Les assureurs n’ont plus le choix de prendre le virage numérique, car les clients exigent la même expérience que pour leurs autres formes de consommation. Lors d’un débat tenu à la conférence Insurtech Québec la semaine dernière, on a tenté de mesurer l’impact de ce virage sur les pratiques des assureurs.

Le débat en clôture de la journée était animé par Félix Martineau, qui travaille en développement des affaires et au service-conseil chez IBM Canada.

Selon Benjamin VonEuw, leader du centre d’innovation chez iA Groupe Financier, l’impact du virage numérique est généralisé à l’ensemble des industries, tous secteurs confondus et à différents niveaux.
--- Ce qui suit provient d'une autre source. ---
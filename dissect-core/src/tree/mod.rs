//! Hierarchical field tree produced by dissection.
//!
//! Every [`FieldNode`] records where its bytes live in the original packet
//! buffer (absolute offset and length), so a consumer can highlight the
//! bytes behind any decoded field.
//!
//! Trees are built through [`TreeNode`] handles, which refuse to record a
//! range that leaves the cursor it was decoded from or the packet itself.
//! [`FieldTree::finalize`] consumes the builder and returns a read-only
//! [`FinalizedTree`].

mod field;

pub use field::{FieldValue, OwnedFieldValue};

use std::fmt::Write as _;
use std::ops::Range;

use compact_str::CompactString;

use crate::cursor::ByteCursor;
use crate::error::{DissectError, ErrorKind, Result};

/// Observations attached to the tree that are facts, not failures.
#[derive(Debug, Clone, Copy, PartialEq, Eq)]
pub enum Annotation {
    /// The protocol claims `missing` more bytes than the capture holds.
    PartialData { missing: usize },
    /// A checksum did not match.
    ChecksumBad { expected: u32, actual: u32 },
    /// Too few captured bytes to verify a checksum.
    ChecksumNotComputed,
    /// The transaction was already requested in `first_frame`.
    DuplicateRequest { first_frame: u64 },
    /// The transaction was already answered in `first_response_frame`.
    DuplicateResponse { first_response_frame: u64 },
    /// A response with no matching request.
    UnsolicitedResponse,
    /// A response matched to its request.
    ResponseTo { request_frame: u64, latency_us: u64 },
}

impl Annotation {
    /// Label used when the annotation is added to the tree.
    pub fn label(&self) -> &'static str {
        match self {
            Annotation::PartialData { .. } => "partial data",
            Annotation::ChecksumBad { .. } => "bad checksum",
            Annotation::ChecksumNotComputed => "checksum not computed",
            Annotation::DuplicateRequest { .. } => "duplicate request",
            Annotation::DuplicateResponse { .. } => "duplicate response",
            Annotation::UnsolicitedResponse => "unsolicited response",
            Annotation::ResponseTo { .. } => "response to",
        }
    }
}

/// What a node represents.
#[derive(Debug, Clone, Copy, PartialEq, Eq)]
pub enum NodeKind {
    /// A decoded field, or a field grouping other fields.
    Field,
    /// The top node of one protocol layer.
    Protocol,
    /// Bytes no dissector claimed.
    Unparsed,
    /// Bytes a dissector failed on.
    Malformed(ErrorKind),
    /// A non-fatal observation.
    Annotation(Annotation),
}

/// One node of the field tree.
#[derive(Debug, Clone)]
pub struct FieldNode<'a> {
    offset: usize,
    length: usize,
    label: CompactString,
    value: Option<FieldValue<'a>>,
    kind: NodeKind,
    children: Vec<FieldNode<'a>>,
}

impl<'a> FieldNode<'a> {
    fn new(
        offset: usize,
        length: usize,
        label: CompactString,
        value: Option<FieldValue<'a>>,
        kind: NodeKind,
    ) -> Self {
        Self {
            offset,
            length,
            label,
            value,
            kind,
            children: Vec::new(),
        }
    }

    /// Absolute offset into the packet buffer.
    pub fn offset(&self) -> usize {
        self.offset
    }

    /// Length in bytes.
    pub fn length(&self) -> usize {
        self.length
    }

    /// Absolute byte range covered by the node.
    pub fn range(&self) -> Range<usize> {
        self.offset..self.offset + self.length
    }

    pub fn label(&self) -> &str {
        &self.label
    }

    pub fn value(&self) -> Option<&FieldValue<'a>> {
        self.value.as_ref()
    }

    pub fn kind(&self) -> NodeKind {
        self.kind
    }

    pub fn children(&self) -> &[FieldNode<'a>] {
        &self.children
    }

    /// Whether this node is a malformed-data leaf.
    pub fn is_malformed(&self) -> bool {
        matches!(self.kind, NodeKind::Malformed(_))
    }

    /// First direct child with the given label.
    pub fn child(&self, label: &str) -> Option<&FieldNode<'a>> {
        self.children.iter().find(|c| c.label == label)
    }

    fn into_owned(self) -> FieldNode<'static> {
        FieldNode {
            offset: self.offset,
            length: self.length,
            label: self.label,
            value: self.value.map(|v| v.detach()),
            kind: self.kind,
            children: self.children.into_iter().map(FieldNode::into_owned).collect(),
        }
    }
}

/// Mutable field tree under construction.
#[derive(Debug)]
pub struct FieldTree<'a> {
    root: FieldNode<'a>,
    /// Reported length of the packet; no node may end past it.
    limit: usize,
}

impl<'a> FieldTree<'a> {
    /// Start a tree for a packet of `reported_len` bytes.
    pub fn new(label: &str, reported_len: usize) -> Self {
        Self {
            root: FieldNode::new(
                0,
                reported_len,
                CompactString::new(label),
                None,
                NodeKind::Protocol,
            ),
            limit: reported_len,
        }
    }

    /// Handle for appending top-level nodes.
    pub fn root_mut(&mut self) -> TreeNode<'_, 'a> {
        TreeNode {
            node: &mut self.root,
            limit: self.limit,
        }
    }

    /// Freeze the tree. No further mutation is possible.
    pub fn finalize(self) -> FinalizedTree<'a> {
        FinalizedTree { root: self.root }
    }
}

/// Mutable handle to one node of a [`FieldTree`].
///
/// Children appended through the handle are nested under its node.
#[derive(Debug)]
pub struct TreeNode<'t, 'a> {
    node: &'t mut FieldNode<'a>,
    limit: usize,
}

impl<'t, 'a> TreeNode<'t, 'a> {
    /// Validate a cursor-relative range and convert it to an absolute one.
    fn check(&self, cursor: &ByteCursor<'a>, offset: usize, length: usize) -> Result<usize> {
        let end = offset.checked_add(length).ok_or_else(|| {
            DissectError::invariant(format!("field length {length} at {offset} overflows"))
        })?;
        if end > cursor.reported_len() {
            return Err(DissectError::invariant(format!(
                "field [{offset}, {end}) outside its {}-byte cursor window",
                cursor.reported_len()
            )));
        }

        let absolute = cursor.absolute_offset(offset);
        if absolute + length > self.limit {
            return Err(DissectError::invariant(format!(
                "field [{absolute}, {}) outside the {}-byte packet",
                absolute + length,
                self.limit
            )));
        }
        Ok(absolute)
    }

    fn push(&mut self, node: FieldNode<'a>) -> TreeNode<'_, 'a> {
        self.node.children.push(node);
        let last = self.node.children.len() - 1;
        TreeNode {
            node: &mut self.node.children[last],
            limit: self.limit,
        }
    }

    /// Append a leaf covering `length` bytes at `offset` of `cursor`.
    pub fn add_leaf(
        &mut self,
        cursor: &ByteCursor<'a>,
        offset: usize,
        length: usize,
        label: &str,
        value: FieldValue<'a>,
    ) -> Result<()> {
        let absolute = self.check(cursor, offset, length)?;
        self.push(FieldNode::new(
            absolute,
            length,
            CompactString::new(label),
            Some(value),
            NodeKind::Field,
        ));
        Ok(())
    }

    /// Append an interior node and return a handle to it.
    pub fn add_subtree(
        &mut self,
        cursor: &ByteCursor<'a>,
        offset: usize,
        length: usize,
        label: &str,
    ) -> Result<TreeNode<'_, 'a>> {
        let absolute = self.check(cursor, offset, length)?;
        Ok(self.push(FieldNode::new(
            absolute,
            length,
            CompactString::new(label),
            None,
            NodeKind::Field,
        )))
    }

    /// Append a protocol-layer node and return a handle to it.
    pub fn add_protocol(
        &mut self,
        cursor: &ByteCursor<'a>,
        offset: usize,
        length: usize,
        label: &str,
    ) -> Result<TreeNode<'_, 'a>> {
        let absolute = self.check(cursor, offset, length)?;
        Ok(self.push(FieldNode::new(
            absolute,
            length,
            CompactString::new(label),
            None,
            NodeKind::Protocol,
        )))
    }

    /// Append a non-fatal observation.
    pub fn add_annotation(
        &mut self,
        cursor: &ByteCursor<'a>,
        offset: usize,
        length: usize,
        annotation: Annotation,
    ) -> Result<()> {
        let absolute = self.check(cursor, offset, length)?;
        self.push(FieldNode::new(
            absolute,
            length,
            CompactString::new(annotation.label()),
            None,
            NodeKind::Annotation(annotation),
        ));
        Ok(())
    }

    /// Attach or replace the value of this node.
    pub fn set_value(&mut self, value: FieldValue<'a>) {
        self.node.value = Some(value);
    }

    /// Change the length of this node once its extent is known.
    pub fn set_length(&mut self, length: usize) -> Result<()> {
        if self.node.offset + length > self.limit {
            return Err(DissectError::invariant(format!(
                "node at {} cannot grow to {length} bytes in a {}-byte packet",
                self.node.offset, self.limit
            )));
        }
        self.node.length = length;
        Ok(())
    }

    /// Append a malformed-data leaf from `offset` to the end of `cursor`.
    ///
    /// Never fails: the range is clamped to the cursor window and packet.
    pub fn add_malformed(&mut self, cursor: &ByteCursor<'a>, offset: usize, error: &DissectError) {
        let (absolute, length) = self.clamp(cursor, offset);
        let bytes = cursor.as_slice().get(offset..).unwrap_or(&[]);
        let mut label = CompactString::default();
        let _ = write!(label, "{error}");
        self.push(FieldNode::new(
            absolute,
            length,
            label,
            Some(FieldValue::Bytes(bytes)),
            NodeKind::Malformed(error.kind()),
        ));
    }

    /// Append an opaque "data" leaf from `offset` to the end of `cursor`.
    ///
    /// Never fails: the range is clamped to the cursor window and packet.
    pub fn add_unparsed(&mut self, cursor: &ByteCursor<'a>, offset: usize) {
        let (absolute, length) = self.clamp(cursor, offset);
        let bytes = cursor.as_slice().get(offset..).unwrap_or(&[]);
        self.push(FieldNode::new(
            absolute,
            length,
            CompactString::new("data"),
            Some(FieldValue::Bytes(bytes)),
            NodeKind::Unparsed,
        ));
    }

    fn clamp(&self, cursor: &ByteCursor<'a>, offset: usize) -> (usize, usize) {
        let offset = offset.min(cursor.reported_len());
        let absolute = cursor.absolute_offset(offset).min(self.limit);
        let length = cursor
            .remaining_reported(offset)
            .min(self.limit - absolute);
        (absolute, length)
    }

    /// Number of direct children.
    pub fn child_count(&self) -> usize {
        self.node.children.len()
    }

    /// Drop children appended after the first `len`.
    pub(crate) fn truncate_children(&mut self, len: usize) {
        self.node.children.truncate(len);
    }

    /// Absolute range of this node.
    pub fn range(&self) -> Range<usize> {
        self.node.range()
    }

    /// Reborrow the handle for a nested call.
    pub fn reborrow(&mut self) -> TreeNode<'_, 'a> {
        TreeNode {
            node: &mut *self.node,
            limit: self.limit,
        }
    }
}

/// Read-only field tree returned to the caller.
#[derive(Debug, Clone)]
pub struct FinalizedTree<'a> {
    root: FieldNode<'a>,
}

impl<'a> FinalizedTree<'a> {
    pub fn root(&self) -> &FieldNode<'a> {
        &self.root
    }

    /// Top-level nodes.
    pub fn children(&self) -> &[FieldNode<'a>] {
        &self.root.children
    }

    /// Depth-first walk yielding `(depth, node)`, top-level nodes at depth 0.
    pub fn iter(&self) -> impl Iterator<Item = (usize, &FieldNode<'a>)> {
        let mut stack: Vec<(usize, &FieldNode<'a>)> =
            self.root.children.iter().rev().map(|n| (0, n)).collect();
        std::iter::from_fn(move || {
            let (depth, node) = stack.pop()?;
            stack.extend(node.children.iter().rev().map(|c| (depth + 1, c)));
            Some((depth, node))
        })
    }

    /// First node, depth-first, with the given label.
    pub fn find(&self, label: &str) -> Option<&FieldNode<'a>> {
        self.iter().map(|(_, n)| n).find(|n| n.label == label)
    }

    /// Whether any node is a malformed-data leaf.
    pub fn has_malformed(&self) -> bool {
        self.iter().any(|(_, n)| n.is_malformed())
    }

    /// Merged, sorted byte ranges covered by top-level nodes.
    pub fn coverage(&self) -> Vec<Range<usize>> {
        let mut ranges: Vec<Range<usize>> = self
            .root
            .children
            .iter()
            .filter(|n| n.length > 0)
            .map(FieldNode::range)
            .collect();
        ranges.sort_by_key(|r| r.start);

        let mut merged: Vec<Range<usize>> = Vec::with_capacity(ranges.len());
        for range in ranges {
            match merged.last_mut() {
                Some(last) if range.start <= last.end => last.end = last.end.max(range.end),
                _ => merged.push(range),
            }
        }
        merged
    }

    /// Indented text dump, one node per line.
    pub fn render(&self) -> String {
        let mut out = String::new();
        for (depth, node) in self.iter() {
            let _ = write!(out, "{:indent$}{}", "", node.label, indent = depth * 2);
            if let Some(value) = &node.value {
                let _ = write!(out, ": {value}");
            }
            let _ = writeln!(out, " [{}..{}]", node.offset, node.offset + node.length);
        }
        out
    }

    /// Detach the tree from the packet buffer.
    pub fn into_owned(self) -> FinalizedTree<'static> {
        FinalizedTree {
            root: self.root.into_owned(),
        }
    }
}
Les entreprises en télécommunications ont dû s’y mettre il y a 20 ans, les banques il y a 10 ans, mais pour les assureurs, ça reste encore un phénomène relativement nouveau. « En assurance de dommages, le cycle de vie est un peu plus rapide, alors on peut plus facilement innover et apporter des changements », dit-il.

En assurances des particuliers, qui est le volet principal des activités chez iA, le cycle de vie est beaucoup plus long, ajoute M. VonEuw. Certaines parties du processus de réclamation peuvent être numérisées, mais le contact direct avec une personne doit être maintenu. En conséquence, l’impact varie et l’équilibre doit être maintenu en tout temps, insiste-t-il.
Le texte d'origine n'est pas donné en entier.